Doctor on the front lines in NYC shares his thoughts to his family and friends

How is taking the “no masks for most medical professionals” approach the most sensible approach in these circumstances?

Because we don’t have enough of them. So much so that people are proposing making home made masks for hospitals. We need to only use them for the thing they are actually necessary and very important for. Also the original post was about normal people wearing them around town which is an even worse idea for the same reasons and is what I was actual caring about. That most med professionals don’t need to wear them was just being used as a way to accentuate how much average people should not be using them.

Huh, that’s interesting. The implication being that since SARS is also a corona virus that it would have similar enough transmission methods to Covid 19 that the study on effective ways to prevent transmission would apply to Covid as well? I am curious where that line of research ends up going.

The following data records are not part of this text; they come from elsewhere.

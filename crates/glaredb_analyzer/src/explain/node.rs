use std::fmt;

use serde::{Deserialize, Serialize};

use super::explainable::{ExplainConfig, ExplainEntry, Explainable};
use crate::logical::operator::LogicalOperator;
use crate::transform::inspect::subqueries_in_expr;

#[derive(Debug, Clone, PartialEq, Eq, Deserialize, Serialize)]
pub struct ExplainNode {
    pub entry: ExplainEntry,
    pub children: Vec<ExplainNode>,
}

impl ExplainNode {
    pub fn new_from_logical_plan(verbose: bool, root: &LogicalOperator) -> Self {
        let config = ExplainConfig { verbose };
        Self::walk_logical(config, root)
    }

    fn walk_logical(config: ExplainConfig, plan: &LogicalOperator) -> Self {
        let entry = plan.explain_entry(config);

        let mut children: Vec<_> = plan
            .children()
            .iter()
            .map(|c| Self::walk_logical(config, c))
            .collect();

        // Subquery plans hang off the node owning the expression.
        if let Some(exprs) = plan.expressions() {
            for expr in exprs {
                for subquery in subqueries_in_expr(expr) {
                    children.push(ExplainNode {
                        entry: ExplainEntry::new("Subquery")
                            .with_value("cacheable", subquery.cacheable),
                        children: vec![Self::walk_logical(config, &subquery.query)],
                    });
                }
            }
        }

        ExplainNode { entry, children }
    }

    /// Render the tree as indented text, one node per line.
    pub fn render(&self) -> String {
        self.to_string()
    }

    fn fmt_indented(&self, indent: usize, f: &mut fmt::Formatter<'_>) -> fmt::Result {
        writeln!(f, "{:indent$}{}", "", self.entry, indent = indent * 2)?;
        for child in &self.children {
            child.fmt_indented(indent + 1, f)?;
        }
        Ok(())
    }
}

impl fmt::Display for ExplainNode {
    fn fmt(&self, f: &mut fmt::Formatter<'_>) -> fmt::Result {
        self.fmt_indented(0, f)
    }
}
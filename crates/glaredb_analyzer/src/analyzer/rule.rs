use std::fmt::{self, Debug};
use std::sync::Arc;

use super::Analyzer;
use super::scope::Scope;
use crate::context::AnalysisContext;
use crate::errors::Result;
use crate::logical::operator::LogicalOperator;
use crate::transform::Transformed;

/// Identifies a rule for selection and logging.
#[derive(Debug, Clone, Copy, PartialEq, Eq, Hash)]
pub enum RuleId {
    ResolveTables,
    FlattenTableAliases,
    ResolveColumns,
    ResolveSubqueries,
    FinalizeSubqueries,
    SetViewTargetSchema,
    CacheSubqueryResults,
    CacheSubqueryAliasesInJoins,
    SetJoinScopeLen,
    ValidateResolved,
    TrackProcess,
}

impl RuleId {
    pub const fn name(&self) -> &'static str {
        match self {
            Self::ResolveTables => "resolve_tables",
            Self::FlattenTableAliases => "flatten_table_aliases",
            Self::ResolveColumns => "resolve_columns",
            Self::ResolveSubqueries => "resolve_subqueries",
            Self::FinalizeSubqueries => "finalize_subqueries",
            Self::SetViewTargetSchema => "set_view_target_schema",
            Self::CacheSubqueryResults => "cache_subquery_results",
            Self::CacheSubqueryAliasesInJoins => "cache_subquery_aliases_in_joins",
            Self::SetJoinScopeLen => "set_join_scope_len",
            Self::ValidateResolved => "validate_resolved",
            Self::TrackProcess => "track_process",
        }
    }

    /// Rules that only make sense once the plan they run on is final.
    ///
    /// These are skipped while a subquery is analyzed tentatively.
    pub const fn runs_after_resolution(&self) -> bool {
        matches!(
            self,
            Self::FinalizeSubqueries
                | Self::SetViewTargetSchema
                | Self::CacheSubqueryResults
                | Self::CacheSubqueryAliasesInJoins
                | Self::SetJoinScopeLen
                | Self::TrackProcess
        )
    }
}

impl fmt::Display for RuleId {
    fn fmt(&self, f: &mut fmt::Formatter<'_>) -> fmt::Result {
        write!(f, "{}", self.name())
    }
}

/// A single rewrite applied to a plan by the analyzer.
///
/// Rules that run into nested queries analyze them through `analyzer` with an
/// extended scope, passing `selector` down.
pub trait AnalyzerRule: Debug + Sync + Send {
    fn id(&self) -> RuleId;

    fn apply(
        &self,
        analyzer: &Analyzer,
        ctx: &AnalysisContext,
        plan: LogicalOperator,
        scope: &Scope,
        selector: &RuleSelector,
    ) -> Result<Transformed<LogicalOperator>>;
}

/// Predicate deciding which rules run.
#[derive(Clone)]
pub struct RuleSelector {
    pred: Arc<dyn Fn(RuleId) -> bool + Sync + Send>,
}

impl Debug for RuleSelector {
    fn fmt(&self, f: &mut fmt::Formatter<'_>) -> fmt::Result {
        f.debug_struct("RuleSelector").finish_non_exhaustive()
    }
}

impl Default for RuleSelector {
    fn default() -> Self {
        Self::all()
    }
}

impl RuleSelector {
    pub fn new<F>(pred: F) -> Self
    where
        F: Fn(RuleId) -> bool + Sync + Send + 'static,
    {
        RuleSelector {
            pred: Arc::new(pred),
        }
    }

    /// Select every rule.
    pub fn all() -> Self {
        Self::new(|_| true)
    }

    /// Select only the given rules.
    pub fn only(ids: impl IntoIterator<Item = RuleId>) -> Self {
        let ids: Vec<_> = ids.into_iter().collect();
        Self::new(move |id| ids.contains(&id))
    }

    pub fn selects(&self, id: RuleId) -> bool {
        (self.pred)(id)
    }

    /// Narrow this selector by dropping the given rules.
    pub fn excluding(&self, ids: impl IntoIterator<Item = RuleId>) -> Self {
        let ids: Vec<_> = ids.into_iter().collect();
        let inner = self.pred.clone();
        Self::new(move |id| !ids.contains(&id) && inner(id))
    }

    /// Narrow this selector for tentatively analyzing a subquery expression.
    ///
    /// Finalizing, caching, join scope, and process tracking rules are
    /// disabled. The subquery is analyzed again with those once the outer
    /// query is resolved.
    pub fn for_subquery_resolution(&self) -> Self {
        let inner = self.pred.clone();
        Self::new(move |id| !id.runs_after_resolution() && inner(id))
    }
}
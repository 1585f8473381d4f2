use tracing::trace;

use super::within_query;
use crate::analyzer::Analyzer;
use crate::analyzer::rule::{AnalyzerRule, RuleId, RuleSelector};
use crate::analyzer::scope::Scope;
use crate::context::AnalysisContext;
use crate::errors::{AnalyzerError, Result};
use crate::logical::logical_scan::LogicalScan;
use crate::logical::operator::{LogicalOperator, Node};
use crate::transform::Transformed;
use crate::transform::plan::transform_with_context;

/// Replaces table references with scans of tables found in the catalog.
#[derive(Debug, Clone, Copy)]
pub struct ResolveTables;

impl AnalyzerRule for ResolveTables {
    fn id(&self) -> RuleId {
        RuleId::ResolveTables
    }

    fn apply(
        &self,
        analyzer: &Analyzer,
        _ctx: &AnalysisContext,
        plan: LogicalOperator,
        _scope: &Scope,
        _selector: &RuleSelector,
    ) -> Result<Transformed<LogicalOperator>> {
        transform_with_context(plan, &mut within_query, &mut |_, node| match node {
            LogicalOperator::UnresolvedTable(unresolved) => {
                let name = unresolved.node.name;
                let table = analyzer
                    .catalog()
                    .get_table(&name)
                    .ok_or(AnalyzerError::TableNotFound { table: name })?;
                trace!(table = %table.name, "resolved table");

                Ok(Transformed::new_tree(LogicalOperator::Scan(Node::new(
                    LogicalScan {
                        table: table.name,
                        columns: table.columns,
                    },
                    Vec::new(),
                ))))
            }
            other => Ok(Transformed::same(other)),
        })
    }
}

#[cfg(test)]
mod tests {
    use std::sync::Arc;

    use super::*;
    use crate::catalog::MemoryCatalog;
    use crate::config::AnalyzerConfig;
    use crate::expr::scalar::DataType;
    use crate::logical::builder::PlanBuilder;
    use crate::transform::TreeIdentity;

    fn apply(plan: LogicalOperator) -> Result<Transformed<LogicalOperator>> {
        let catalog = MemoryCatalog::new();
        catalog.create_table("t1", [("a", DataType::Int64)]);
        let analyzer = Analyzer::new(Arc::new(catalog), AnalyzerConfig::default());

        ResolveTables.apply(
            &analyzer,
            &AnalysisContext::new(),
            plan,
            &Scope::empty(),
            &RuleSelector::all(),
        )
    }

    #[test]
    fn resolves_from_catalog() {
        let out = apply(PlanBuilder::unresolved_table("T1").alias("x").build()).unwrap();

        assert_eq!(TreeIdentity::NewTree, out.identity);
        let expected = PlanBuilder::scan("t1", [("a", DataType::Int64)])
            .alias("x")
            .build();
        assert_eq!(expected, out.data);
    }

    #[test]
    fn leaves_derived_tables_alone() {
        let plan = PlanBuilder::unresolved_table("t1")
            .subquery_alias("sq", ["a"])
            .build();

        let out = apply(plan.clone()).unwrap();
        assert_eq!(TreeIdentity::SameTree, out.identity);
        assert_eq!(plan, out.data);
    }

    #[test]
    fn unknown_table() {
        let err = apply(PlanBuilder::unresolved_table("t2").build()).unwrap_err();
        assert!(matches!(err, AnalyzerError::TableNotFound { table } if table == "t2"));
    }
}
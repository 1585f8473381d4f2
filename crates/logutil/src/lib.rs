//! Utilities for logging.

use tracing::Level;
use tracing::subscriber::SetGlobalDefaultError;
use tracing_subscriber::EnvFilter;
use tracing_subscriber::filter::LevelFilter;

/// How verbose logging should be.
#[derive(Debug, Clone, Copy, PartialEq, Eq, Default)]
pub enum Verbosity {
    #[default]
    Info,
    Debug,
    Trace,
}

impl From<u8> for Verbosity {
    fn from(value: u8) -> Self {
        match value {
            0 => Verbosity::Info,
            1 => Verbosity::Debug,
            _ => Verbosity::Trace,
        }
    }
}

impl From<Verbosity> for Level {
    fn from(value: Verbosity) -> Self {
        match value {
            Verbosity::Info => Level::INFO,
            Verbosity::Debug => Level::DEBUG,
            Verbosity::Trace => Level::TRACE,
        }
    }
}

/// Output format for log lines.
#[derive(Debug, Clone, Copy, PartialEq, Eq, Default)]
pub enum LoggingMode {
    /// Human readable, single line per event.
    #[default]
    Compact,
    /// Structured json lines.
    Json,
}

/// Configure the global logger.
///
/// `RUST_LOG` takes precedence over `verbosity` when set.
pub fn configure_global_logger(
    verbosity: Verbosity,
    mode: LoggingMode,
) -> Result<(), SetGlobalDefaultError> {
    let level: Level = verbosity.into();
    let filter = env_filter(LevelFilter::from_level(level));

    match mode {
        LoggingMode::Compact => {
            let subscriber = tracing_subscriber::fmt()
                .with_env_filter(filter)
                .with_target(true)
                .compact()
                .finish();
            tracing::subscriber::set_global_default(subscriber)
        }
        LoggingMode::Json => {
            let subscriber = tracing_subscriber::fmt()
                .with_env_filter(filter)
                .json()
                .finish();
            tracing::subscriber::set_global_default(subscriber)
        }
    }
}

/// Initialize logging for tests.
///
/// Safe to call from every test, only the first call installs a subscriber.
pub fn init_test() {
    let _ = tracing_subscriber::fmt()
        .with_env_filter(env_filter(LevelFilter::DEBUG))
        .with_test_writer()
        .try_init();
}

fn env_filter(default: LevelFilter) -> EnvFilter {
    EnvFilter::builder()
        .with_default_directive(default.into())
        .from_env_lossy()
}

There were two things that I was concerned about in your post and I mistakenly quoted the wrong one. One was on the effectiveness of masks vs focusing on surface contamination and the other is that authorities intentionally suppressed the idea that masks might be more effective in combating covid 19 in an effort to keep consumers from buying them. The latter is what I’m more concerned about when I said it sounded like a conspiracy theory.

I don’t understand how he can be so sure that proper hand sanitizing == you will not get COVID-19.

Clearly hand sanitization is very important, but is transmission via droplets through sneezing and coughing proven to not be a mode of infection now? That would be pretty big news, wouldn’t it?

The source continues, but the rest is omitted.